Listed records –
//! Expression tokenizer (§4.1).
//!
//! Splits a single DSL expression string into concatenation-preserving
//! [`Block`]s so later stages (the keyword rewriter and the expression
//! parser) can tell literal text apart from identifiers, operators, and
//! grouping. The tokenizer does not know about keywords or the grammar; it
//! only knows about quoting, nesting, and the `+` concatenation operator.

use crate::error::{MarcoutError, Result};

/// One block of a tokenized expression.
#[derive(Debug, Clone, PartialEq, Eq)]
pub enum Block {
    /// A `"…"` or `'…'` literal, outer quotes retained, inner content
    /// untouched.
    StringLiteral(String),
    /// One of `( [ { ) ] }` as its own block.
    Nestable(char),
    /// The `+` concatenation operator, always emitted as `" + "`.
    Concat,
    /// A maximal run of characters that is none of the above, with leading
    /// and trailing whitespace trimmed. Internal whitespace is preserved.
    Bareword(String),
}

const OPENERS: [char; 3] = ['(', '[', '{'];
const CLOSERS: [char; 3] = [')', ']', '}'];

fn matching_opener(closer: char) -> char {
    match closer {
        ')' => '(',
        ']' => '[',
        '}' => '{',
        _ => unreachable!("matching_opener called with non-closer"),
    }
}

/// Tokenize a single expression string into [`Block`]s.
///
/// # Errors
///
/// Returns [`MarcoutError::DslParse`] if a nestable closer does not match
/// the innermost open nestable (e.g. `]` closing a `(`), or if a string
/// literal is left unterminated at end of input.
pub fn tokenize(input: &str) -> Result<Vec<Block>> {
    let chars: Vec<char> = input.chars().collect();
    let mut blocks = Vec::new();
    let mut nesting: Vec<char> = Vec::new();
    let mut bareword = String::new();
    let mut i = 0;

    macro_rules! flush_bareword {
        () => {
            let trimmed = bareword.trim();
            if !trimmed.is_empty() {
                blocks.push(Block::Bareword(trimmed.to_string()));
            }
            bareword.clear();
        };
    }

    while i < chars.len() {
        let c = chars[i];

        if c == '"' || c == '\'' {
            flush_bareword!();
            let quote = c;
            let start = i;
            i += 1;
            while i < chars.len() && chars[i] != quote {
                i += 1;
            }
            if i >= chars.len() {
                return Err(MarcoutError::DslParse(format!(
                    "unterminated string literal starting at position {start}"
                )));
            }
            let literal: String = chars[start..=i].iter().collect();
            blocks.push(Block::StringLiteral(literal));
            i += 1;
            continue;
        }

        if OPENERS.contains(&c) {
            flush_bareword!();
            nesting.push(c);
            blocks.push(Block::Nestable(c));
            i += 1;
            continue;
        }

        if CLOSERS.contains(&c) {
            flush_bareword!();
            match nesting.pop() {
                Some(open) if open == matching_opener(c) => {},
                Some(open) => {
                    return Err(MarcoutError::DslParse(format!(
                        "mismatched delimiter: '{c}' does not close '{open}'"
                    )));
                },
                None => {
                    return Err(MarcoutError::DslParse(format!(
                        "unmatched closing delimiter '{c}' with nothing open"
                    )));
                },
            }
            blocks.push(Block::Nestable(c));
            i += 1;
            continue;
        }

        if c == '+' {
            flush_bareword!();
            blocks.push(Block::Concat);
            i += 1;
            continue;
        }

        bareword.push(c);
        i += 1;
    }

    flush_bareword!();

    if let Some(open) = nesting.last() {
        return Err(MarcoutError::DslParse(format!(
            "unclosed delimiter '{open}' in expression: {input}"
        )));
    }

    Ok(blocks)
}

/// Concatenate blocks back into text, for the round-trip property (P1):
/// re-joining all blocks (with `+` normalized to `" + "`, which is how it
/// was already emitted) reproduces the input up to whitespace.
#[must_use]
pub fn blocks_to_string(blocks: &[Block]) -> String {
    let mut out = String::new();
    for (i, block) in blocks.iter().enumerate() {
        if i > 0 {
            out.push(' ');
        }
        match block {
            Block::StringLiteral(s) => out.push_str(s),
            Block::Nestable(c) => out.push(*c),
            Block::Concat => out.push('+'),
            Block::Bareword(s) => out.push_str(s),
        }
    }
    out
}
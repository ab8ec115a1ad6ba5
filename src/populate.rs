//! Per-record evaluation: the extract phase, field phase, and foreach
//! resolution of §4.3.
//!
//! [`populate_record`] never mutates the [`Engine`]'s templates — each call
//! walks them by shared reference and builds a fresh [`PopulatedField`]
//! list, satisfying the "templates are pure" invariant (§5, §8 P7). A
//! per-record evaluation failure never aborts the record: it is recorded as
//! an [`EvalDiagnostic`] and the offending field (or extractor) is skipped,
//! per §7's "per-record evaluation failures" policy.

use crate::engine::{Engine, FieldBody, FieldTemplate, ForeachBlock};
use crate::evaluator::{self, Env};
use crate::value::Value;
use indexmap::IndexMap;
use serde::Serialize;
use smallvec::SmallVec;

/// One entry in a rendered `FOR EACH` group: either a literal marker
/// (`EACH-PREFIX`/`EACH-SUFFIX`/`DEMARC WITH`) or a rendered subfield.
#[derive(Debug, Clone, PartialEq, Serialize)]
pub enum GroupEntry {
    /// A group-prefix, group-suffix, or demarcator literal, in rendered
    /// form, emitted verbatim by both serializers.
    Marker(String),
    /// A rendered `(code, value)` subfield pair.
    Subfield(String, String),
}

/// The body of one populated field (§3 `Populated Field`).
#[derive(Debug, Clone, PartialEq, Serialize)]
pub enum PopulatedBody {
    /// A fixed-content field's rendered string, or the pre-rendered Leader
    /// literal.
    Content(String),
    /// A subfielded field's rendered `(code, value)` pairs, in declaration
    /// order.
    Subfields(SmallVec<[(String, String); 4]>),
    /// A foreach field's rendered groups, in sorted item order.
    Foreach(Vec<Vec<GroupEntry>>),
}

/// The evaluation result of one [`FieldTemplate`] against one record.
#[derive(Debug, Clone, PartialEq, Serialize)]
pub struct PopulatedField {
    /// `"LDR"` for the Leader pseudo-field, otherwise the MARC tag.
    pub tag: String,
    /// First indicator, or `' '` for the Leader.
    pub indicator_1: char,
    /// Second indicator, or `' '` for the Leader.
    pub indicator_2: char,
    /// The field's rendered body.
    pub body: PopulatedBody,
    /// Terminator to append, if any.
    pub terminator: Option<String>,
}

/// A recovered per-record evaluation failure (§7 kind 3).
#[derive(Debug, Clone, PartialEq, Serialize)]
pub struct EvalDiagnostic {
    /// The field tag the failure occurred in, or `None` for an extractor
    /// failure (which has no field context yet).
    pub tag: Option<String>,
    /// Human-readable description of the failure.
    pub message: String,
}

/// Evaluate every extractor and field template in `engine` against one
/// `record`, returning the populated fields in declaration order (the
/// Leader first, if the engine has one) plus any recovered diagnostics.
#[must_use]
pub fn populate_record(engine: &Engine, record: &Value) -> (Vec<PopulatedField>, Vec<EvalDiagnostic>) {
    let mut diagnostics = Vec::new();
    let vars = extract_phase(engine, record, &mut diagnostics);

    let mut fields = Vec::new();
    if let Some(leader) = &engine.leader_template {
        fields.push(PopulatedField {
            tag: "LDR".to_string(),
            indicator_1: ' ',
            indicator_2: ' ',
            body: PopulatedBody::Content(leader.render()),
            terminator: None,
        });
    }

    for template in &engine.field_templates {
        match populate_field(template, &vars) {
            Ok(Some(field)) => fields.push(field),
            Ok(None) => {},
            Err(message) => diagnostics.push(EvalDiagnostic {
                tag: Some(template.tag.clone()),
                message,
            }),
        }
    }

    (fields, diagnostics)
}

fn extract_phase(
    engine: &Engine,
    record: &Value,
    diagnostics: &mut Vec<EvalDiagnostic>,
) -> IndexMap<String, Value> {
    let mut vars: IndexMap<String, Value> = IndexMap::new();
    if let Value::Map(fields) = record {
        for (k, v) in fields {
            vars.insert(k.clone(), v.clone());
        }
    }

    for (name, extractor) in &engine.json_extractors {
        match evaluator::eval(&extractor.expression, &Env::new(&vars)) {
            Ok(value) => {
                vars.insert(name.clone(), value);
            },
            Err(err) => {
                let value = match &extractor.default {
                    Some(default) => Value::String(default.clone()),
                    None => {
                        diagnostics.push(EvalDiagnostic {
                            tag: None,
                            message: format!("extractor '{name}' failed: {err}"),
                        });
                        Value::String(String::new())
                    },
                };
                vars.insert(name.clone(), value);
            },
        }
    }
    vars
}

fn populate_field(
    template: &FieldTemplate,
    vars: &IndexMap<String, Value>,
) -> Result<Option<PopulatedField>, String> {
    let env = Env::new(vars);

    if let Some(guard) = &template.export_if {
        match evaluator::eval(guard, &env) {
            Ok(value) if !value_is_truthy(&value) => return Ok(None),
            Ok(_) => {},
            Err(err) => return Err(format!("EXPORT WHEN failed: {err}")),
        }
    }
    if let Some(guard) = &template.export_if_not {
        match evaluator::eval(guard, &env) {
            Ok(value) if value_is_truthy(&value) => return Ok(None),
            Ok(_) => {},
            Err(err) => return Err(format!("EXPORT UNLESS failed: {err}")),
        }
    }

    let body = match &template.body {
        FieldBody::Content(expr) => {
            let value = evaluator::eval(expr, &env).map_err(|e| e.to_string())?;
            PopulatedBody::Content(value.display_string())
        },
        FieldBody::Subfields(subfields) => {
            let mut rendered = SmallVec::with_capacity(subfields.len());
            for (code, expr) in subfields {
                let value = evaluator::eval(expr, &env).map_err(|e| e.to_string())?;
                rendered.push((code.clone(), value.display_string()));
            }
            PopulatedBody::Subfields(rendered)
        },
        FieldBody::Foreach(foreach) => PopulatedBody::Foreach(resolve_foreach(foreach, vars)?),
    };

    Ok(Some(PopulatedField {
        tag: template.tag.clone(),
        indicator_1: template.indicator_1,
        indicator_2: template.indicator_2,
        body,
        terminator: template.terminator.clone(),
    }))
}

fn value_is_truthy(value: &Value) -> bool {
    match value {
        Value::Bool(b) => *b,
        other => other.has_value(),
    }
}

fn resolve_foreach(
    foreach: &ForeachBlock,
    vars: &IndexMap<String, Value>,
) -> Result<Vec<Vec<GroupEntry>>, String> {
    let items = match vars.get(&foreach.source_key) {
        Some(Value::List(items)) => items.clone(),
        Some(_) | None => Vec::new(),
    };

    let mut indexed: Vec<(usize, Value)> = items.into_iter().enumerate().collect();
    if let Some(sort_key) = foreach.sort_by.first() {
        let alias = foreach.item_alias.as_str();
        let sort_expr = crate::expr_parser::parse_expression(sort_key)
            .map_err(|e| format!("SORT BY expression invalid: {e}"))?;
        let mut keyed: Vec<(SortKey, usize, Value)> = Vec::with_capacity(indexed.len());
        for (i, item) in indexed {
            let item_env = Env::with_item(vars, alias, &item);
            let key_value = evaluator::eval(&sort_expr, &item_env).map_err(|e| e.to_string())?;
            keyed.push((SortKey::from_value(&key_value), i, item));
        }
        keyed.sort_by(|a, b| a.0.cmp(&b.0).then(a.1.cmp(&b.1)));
        indexed = keyed.into_iter().map(|(_, i, item)| (i, item)).collect();
    }

    let group_env = Env::new(vars);
    let prefix = render_marker(&foreach.prefix, &group_env)?;
    let suffix = render_marker(&foreach.suffix, &group_env)?;
    let demarc = render_marker(&foreach.demarc, &group_env)?;

    let mut groups = Vec::with_capacity(indexed.len());
    for (_, item) in indexed {
        let item_env = Env::with_item(vars, foreach.item_alias.as_str(), &item);
        let mut entries = Vec::new();
        if let Some(p) = &prefix {
            entries.push(GroupEntry::Marker(p.clone()));
        }
        for (code, expr) in &foreach.subfields {
            let value = evaluator::eval(expr, &item_env).map_err(|e| e.to_string())?;
            entries.push(GroupEntry::Subfield(code.clone(), value.display_string()));
        }
        if let Some(s) = &suffix {
            entries.push(GroupEntry::Marker(s.clone()));
        }
        if let Some(d) = &demarc {
            entries.push(GroupEntry::Marker(d.clone()));
        }
        groups.push(entries);
    }
    Ok(groups)
}

fn render_marker(expr: &Option<crate::ast::Expr>, env: &Env<'_>) -> Result<Option<String>, String> {
    match expr {
        Some(e) => evaluator::eval(e, env)
            .map(|v| Some(v.display_string()))
            .map_err(|e| e.to_string()),
        None => Ok(None),
    }
}

/// An orderable projection of a `SORT BY` key's evaluated value: numeric
/// when possible, else lexicographic on its display text.
#[derive(Debug, Clone, PartialEq)]
enum SortKey {
    Number(f64),
    Text(String),
}

impl SortKey {
    fn from_value(value: &Value) -> Self {
        match value.as_number() {
            Some(n) => SortKey::Number(n),
            None => SortKey::Text(value.display_string()),
        }
    }
}

impl Eq for SortKey {}

impl PartialOrd for SortKey {
    fn partial_cmp(&self, other: &Self) -> Option<std::cmp::Ordering> {
        Some(self.cmp(other))
    }
}

impl Ord for SortKey {
    fn cmp(&self, other: &Self) -> std::cmp::Ordering {
        match (self, other) {
            (SortKey::Number(a), SortKey::Number(b)) => {
                a.partial_cmp(b).unwrap_or(std::cmp::Ordering::Equal)
            },
            (SortKey::Text(a), SortKey::Text(b)) => a.cmp(b),
            (SortKey::Number(a), SortKey::Text(b)) => a.to_string().cmp(b),
            (SortKey::Text(a), SortKey::Number(b)) => a.cmp(&b.to_string()),
        }
    }
}
//! Sequence Number Arithmetic
//!
//! SQN is a 48-bit big-endian counter. It is carried as 6 octets on the
//! wire and as 12 uppercase hex digits in storage.

use ogs_core::{ogs_buffer_to_uint64, ogs_hex_to_array, ogs_uint64_to_buffer};
use ogs_crypt::milenage::OGS_SQN_LEN;

use crate::error::{UdmError, UdmResult};

/// Largest representable SQN
pub const OGS_MAX_SQN: u64 = 0xFFFF_FFFF_FFFF;

/// current + 1 modulo 2^48
pub fn next_sqn(current: u64) -> u64 {
    current.wrapping_add(1) & OGS_MAX_SQN
}

pub fn sqn_to_buffer(sqn: u64) -> [u8; OGS_SQN_LEN] {
    let mut buf = [0u8; OGS_SQN_LEN];
    ogs_uint64_to_buffer(sqn & OGS_MAX_SQN, &mut buf);
    buf
}

pub fn sqn_from_buffer(buf: &[u8; OGS_SQN_LEN]) -> u64 {
    ogs_buffer_to_uint64(buf)
}

/// 12 uppercase hex digits, zero padded
pub fn sqn_to_hex(sqn: u64) -> String {
    format!("{:012X}", sqn & OGS_MAX_SQN)
}

/// Parse a stored sequenceNumber
pub fn sqn_from_hex(hex: &str) -> UdmResult<u64> {
    ogs_hex_to_array::<OGS_SQN_LEN>(hex)
        .map(|buf| sqn_from_buffer(&buf))
        .map_err(|e| UdmError::IncompleteCredentials(format!("Invalid sequenceNumber: {}", e)))
}

#[cfg(test)]
mod tests {
    use super::*;

    #[test]
    fn test_next_sqn() {
        assert_eq!(next_sqn(0), 1);
        assert_eq!(next_sqn(0x0000_0000_0020), 0x21);
        assert_eq!(next_sqn(OGS_MAX_SQN), 0);
    }

    #[test]
    fn test_sqn_hex() {
        assert_eq!(sqn_to_hex(0x21), "000000000021");
        assert_eq!(sqn_to_hex(0xFF9B_B4D0_B607), "FF9BB4D0B607");
        assert_eq!(sqn_from_hex("ff9bb4d0b607").unwrap(), 0xFF9B_B4D0_B607);
        assert!(matches!(sqn_from_hex("123"), Err(UdmError::IncompleteCredentials(_))));
        assert!(sqn_from_hex("00000000000000").is_err());
        assert!(sqn_from_hex("").is_err());
    }

    #[test]
    fn test_sqn_buffer() {
        let buf = sqn_to_buffer(0xFF9B_B4D0_B607);
        assert_eq!(buf, [0xFF, 0x9B, 0xB4, 0xD0, 0xB6, 0x07]);
        assert_eq!(sqn_from_buffer(&buf), 0xFF9B_B4D0_B607);
    }

    #[test]
    fn test_wrap_encoding() {
        assert_eq!(sqn_to_hex(next_sqn(OGS_MAX_SQN)), "000000000000");
    }
}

Prompt –
What lines above hold the word "input"? Pull each one out.

Completed task –
/// literal is left unterminated at end of input.
pub fn tokenize(input: &str) -> Result<Vec<Block>> {
    let chars: Vec<char> = input.chars().collect();
            "unclosed delimiter '{open}' in expression: {input}"
/// was already emitted) reproduces the input up to whitespace.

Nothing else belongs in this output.